(Source records)
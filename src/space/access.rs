//! The memory-space accessibility matrix.
//!
//! For an ordered pair `(A, B)` the matrix answers three questions:
//!
//! * `assignable`: a handle to memory in `B` may be held where `A` is expected.
//! * `accessible`: code executing in `A`'s execution space may dereference `B`.
//! * `deepcopy`: bytes can be moved between `A` and `B` with an explicit deep copy.
//!
//! Accessibility is directional. Pairs without a rule resolve to [`AccessEntry::DENIED`].

use super::MemorySpace;
use std::collections::HashMap;
use std::sync::OnceLock;

#[derive(Debug, Clone, Copy, PartialEq, Eq, Default)]
pub struct AccessEntry {
    pub assignable: bool,
    pub accessible: bool,
    pub deepcopy: bool,
}

impl AccessEntry {
    pub const DENIED: Self = Self::new(false, false, false);
    const SAME: Self = Self::new(true, true, true);

    #[must_use]
    pub const fn new(assignable: bool, accessible: bool, deepcopy: bool) -> Self {
        Self {
            assignable,
            accessible,
            deepcopy,
        }
    }
}

use MemorySpace::{Device, Host, ManagedUnified, PinnedHost, RestrictedDevice};

/// Cross-space rules as `(A, B, assignable, accessible, deepcopy)`.
const RULES: &[(MemorySpace, MemorySpace, bool, bool, bool)] = &[
    // Host <-> device family
    (Host, Device, false, false, true),
    (Device, Host, false, false, true),
    (Host, RestrictedDevice, false, false, true),
    (RestrictedDevice, Host, false, false, true),
    (Host, ManagedUnified, false, false, true),
    (ManagedUnified, Host, false, false, true),
    // Restricted and full device share hardware and layout
    (Device, RestrictedDevice, true, true, true),
    (RestrictedDevice, Device, true, true, true),
    // Managed memory is reachable from the device execution space
    (RestrictedDevice, ManagedUnified, false, true, true),
    (ManagedUnified, RestrictedDevice, false, true, true),
    (Device, ManagedUnified, true, true, true),
    (ManagedUnified, Device, false, true, true),
    // Pinned host memory is mapped for the device, but the host can't see device memory
    (RestrictedDevice, PinnedHost, false, true, true),
    (PinnedHost, RestrictedDevice, false, false, true),
    (Device, PinnedHost, false, true, true),
    (PinnedHost, Device, false, false, true),
    (Host, PinnedHost, true, true, true),
    (PinnedHost, Host, false, true, true),
    (ManagedUnified, PinnedHost, false, true, true),
    (PinnedHost, ManagedUnified, false, true, true),
];

/// Immutable lookup table, built once per process.
#[derive(Debug)]
pub struct AccessMatrix {
    entries: HashMap<(MemorySpace, MemorySpace), AccessEntry>,
}

impl AccessMatrix {
    fn build() -> Self {
        let mut entries = HashMap::with_capacity(RULES.len() + MemorySpace::ALL.len());

        for space in MemorySpace::ALL {
            entries.insert((space, space), AccessEntry::SAME);
        }
        for &(a, b, assignable, accessible, deepcopy) in RULES {
            let previous = entries.insert((a, b), AccessEntry::new(assignable, accessible, deepcopy));
            debug_assert!(previous.is_none(), "duplicate access rule {a} -> {b}");
        }

        Self { entries }
    }

    /// Returns the process-wide matrix.
    pub fn global() -> &'static Self {
        static MATRIX: OnceLock<AccessMatrix> = OnceLock::new();
        MATRIX.get_or_init(Self::build)
    }

    #[must_use]
    pub fn get(&self, a: MemorySpace, b: MemorySpace) -> AccessEntry {
        self.entries.get(&(a, b)).copied().unwrap_or(AccessEntry::DENIED)
    }
}

/// Looks up the entry for `(a, b)` in the global matrix.
#[must_use]
pub fn query(a: MemorySpace, b: MemorySpace) -> AccessEntry {
    AccessMatrix::global().get(a, b)
}

#[must_use]
pub fn assignable(a: MemorySpace, b: MemorySpace) -> bool {
    query(a, b).assignable
}

#[must_use]
pub fn accessible(a: MemorySpace, b: MemorySpace) -> bool {
    query(a, b).accessible
}

#[must_use]
pub fn deepcopy(a: MemorySpace, b: MemorySpace) -> bool {
    query(a, b).deepcopy
}
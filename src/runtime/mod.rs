pub mod context;
pub mod copy;
pub mod record;
pub mod registry;
pub mod texture;
pub mod tracker;

// Re-export the main entry points for easy access
pub use context::{MemoryRuntime, acquire, install, release};
pub use record::{AllocationRecord, DeallocFn, RecordId, RecordSnapshot};
pub use registry::AllocationRegistry;
pub use tracker::TrackedBuffer;
use super::context::MemoryRuntime;
use super::record::AllocationRecord;
use super::texture::TextureAlias;
use crate::driver::TextureHandle;
use crate::error::SpaceResult;
use crate::space::MemorySpace;
use std::sync::Arc;

/// Owning handle on a tracked allocation.
///
/// Cloning takes another reference on the record; dropping releases one. The
/// storage is freed when the last handle (or manual reference) goes away.
#[derive(Debug)]
pub struct TrackedBuffer {
    runtime: Arc<MemoryRuntime>,
    record: Arc<AllocationRecord>,
}

impl TrackedBuffer {
    /// Allocates a new tracked buffer.
    ///
    /// # Errors
    /// Propagates the driver's allocation failure.
    pub fn new(
        runtime: Arc<MemoryRuntime>,
        space: MemorySpace,
        label: &str,
        size: usize,
    ) -> SpaceResult<Self> {
        let ptr = runtime.allocate(space, label, size)?;
        let Some(record) = runtime.get_record(ptr) else {
            crate::error::fatal(&format!("record for {ptr:p} vanished after allocation"));
        };
        Ok(Self { runtime, record })
    }

    #[must_use]
    pub fn as_ptr(&self) -> *mut u8 {
        self.record.ptr()
    }

    #[must_use]
    pub fn len(&self) -> usize {
        self.record.size()
    }

    #[must_use]
    pub fn is_empty(&self) -> bool {
        self.len() == 0
    }

    #[must_use]
    pub fn record(&self) -> &Arc<AllocationRecord> {
        &self.record
    }

    /// Returns the buffer's texture handle, creating it on first use.
    ///
    /// # Errors
    /// Propagates the driver's failure to create the handle.
    pub fn attach_texture<A: TextureAlias>(&self) -> SpaceResult<TextureHandle> {
        self.runtime.attach_texture::<A>(&self.record)
    }

    /// Resizes the buffer; every clone sees the new storage.
    ///
    /// # Errors
    /// Propagates the driver's allocation failure.
    pub fn resize(&self, size: usize) -> SpaceResult<*mut u8> {
        self.runtime.reallocate_record(&self.record, size)
    }
}

impl Clone for TrackedBuffer {
    fn clone(&self) -> Self {
        self.runtime.retain_record(&self.record);
        Self {
            runtime: self.runtime.clone(),
            record: self.record.clone(),
        }
    }
}

impl Drop for TrackedBuffer {
    fn drop(&mut self) {
        self.runtime.deallocate_record(&self.record);
    }
}

#[cfg(test)]
mod tests {
    use super::*;
    use crate::config::RuntimeConfig;

    #[test]
    fn last_clone_frees() {
        let rt = Arc::new(MemoryRuntime::with_system_driver(RuntimeConfig::default()).unwrap());
        let a = TrackedBuffer::new(rt.clone(), MemorySpace::Device, "shared", 64).unwrap();
        let ptr = a.as_ptr();

        let b = a.clone();
        assert_eq!(a.record().ref_count(), 2);
        drop(a);
        assert_eq!(rt.get_record(ptr).unwrap().ref_count(), 1);

        drop(b);
        assert!(rt.get_record(ptr).is_none());
    }

    #[test]
    fn resize_is_seen_by_clones() {
        let rt = Arc::new(MemoryRuntime::with_system_driver(RuntimeConfig::default()).unwrap());
        let a = TrackedBuffer::new(rt.clone(), MemorySpace::Host, "grow", 8).unwrap();
        let b = a.clone();

        let new_ptr = a.resize(128).unwrap();
        assert_eq!(b.as_ptr(), new_ptr);
        assert_eq!(b.len(), 128);
        assert_eq!(b.record().ref_count(), 2);
    }

    #[test]
    fn clone_and_drop_race_with_resize() {
        let rt = Arc::new(MemoryRuntime::with_system_driver(RuntimeConfig::default()).unwrap());

        for _ in 0..500 {
            let a = TrackedBuffer::new(rt.clone(), MemorySpace::Device, "race", 64).unwrap();
            let b = a.clone();

            std::thread::scope(|s| {
                s.spawn(move || {
                    for i in 0..4 {
                        b.resize(64 * (i + 2)).unwrap();
                    }
                });
                s.spawn(move || {
                    let c = a.clone();
                    drop(a);
                    drop(c);
                });
            });
        }

        assert!(rt.registry(MemorySpace::Device).is_empty());
    }
}
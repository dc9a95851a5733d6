pub mod access;
pub mod guard;

use std::fmt;

/// A memory space: a region of memory with its own placement and its own rules
/// about which execution units may dereference it.
#[derive(Debug, Clone, Copy, PartialEq, Eq, Hash, PartialOrd, Ord)]
pub enum MemorySpace {
    /// Ordinary pageable host RAM.
    Host,
    /// Accelerator global memory.
    Device,
    /// Device memory reserved for the read-only (const / texture) fetch path.
    RestrictedDevice,
    /// Managed memory migrated on demand between host and device.
    ManagedUnified,
    /// Page-locked host memory mapped into the device address space.
    PinnedHost,
}

/// Where the bytes of a space physically live, as far as copy selection cares.
#[derive(Debug, Clone, Copy, PartialEq, Eq)]
pub enum Placement {
    HostResident,
    DeviceResident,
}

impl MemorySpace {
    pub const COUNT: usize = 5;

    /// Every space known to the system, in matrix order.
    pub const ALL: [Self; Self::COUNT] = [
        Self::Host,
        Self::Device,
        Self::RestrictedDevice,
        Self::ManagedUnified,
        Self::PinnedHost,
    ];

    #[must_use]
    pub const fn name(self) -> &'static str {
        match self {
            Self::Host => "HostSpace",
            Self::Device => "DeviceSpace",
            Self::RestrictedDevice => "RestrictedDeviceSpace",
            Self::ManagedUnified => "ManagedUnifiedSpace",
            Self::PinnedHost => "PinnedHostSpace",
        }
    }

    #[must_use]
    pub const fn placement(self) -> Placement {
        match self {
            Self::Host | Self::PinnedHost => Placement::HostResident,
            Self::Device | Self::RestrictedDevice | Self::ManagedUnified => {
                Placement::DeviceResident
            }
        }
    }

    /// The space whose compute units run code scheduled "in" this space.
    ///
    /// Pinned host memory is driven by host threads; managed memory by the device.
    #[must_use]
    pub const fn execution_space(self) -> Self {
        match self {
            Self::Host | Self::PinnedHost => Self::Host,
            Self::Device | Self::ManagedUnified => Self::Device,
            Self::RestrictedDevice => Self::RestrictedDevice,
        }
    }

    #[must_use]
    pub const fn index(self) -> usize {
        self as usize
    }
}

impl fmt::Display for MemorySpace {
    fn fmt(&self, f: &mut fmt::Formatter<'_>) -> fmt::Result {
        f.write_str(self.name())
    }
}

#[cfg(test)]
mod tests {
    use super::*;

    #[test]
    fn indices_follow_all_order() {
        for (i, space) in MemorySpace::ALL.iter().enumerate() {
            assert_eq!(space.index(), i);
        }
    }

    #[test]
    fn pinned_host_runs_on_host() {
        assert_eq!(MemorySpace::PinnedHost.execution_space(), MemorySpace::Host);
        assert_eq!(
            MemorySpace::PinnedHost.placement(),
            Placement::HostResident
        );
        assert_eq!(
            MemorySpace::ManagedUnified.placement(),
            Placement::DeviceResident
        );
    }
}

> THE TASK: The expected answer is every line in the data above that carries the string "DeviceResident".

> EXERCISE SOLUTION:
    DeviceResident,
                Placement::DeviceResident
            Placement::DeviceResident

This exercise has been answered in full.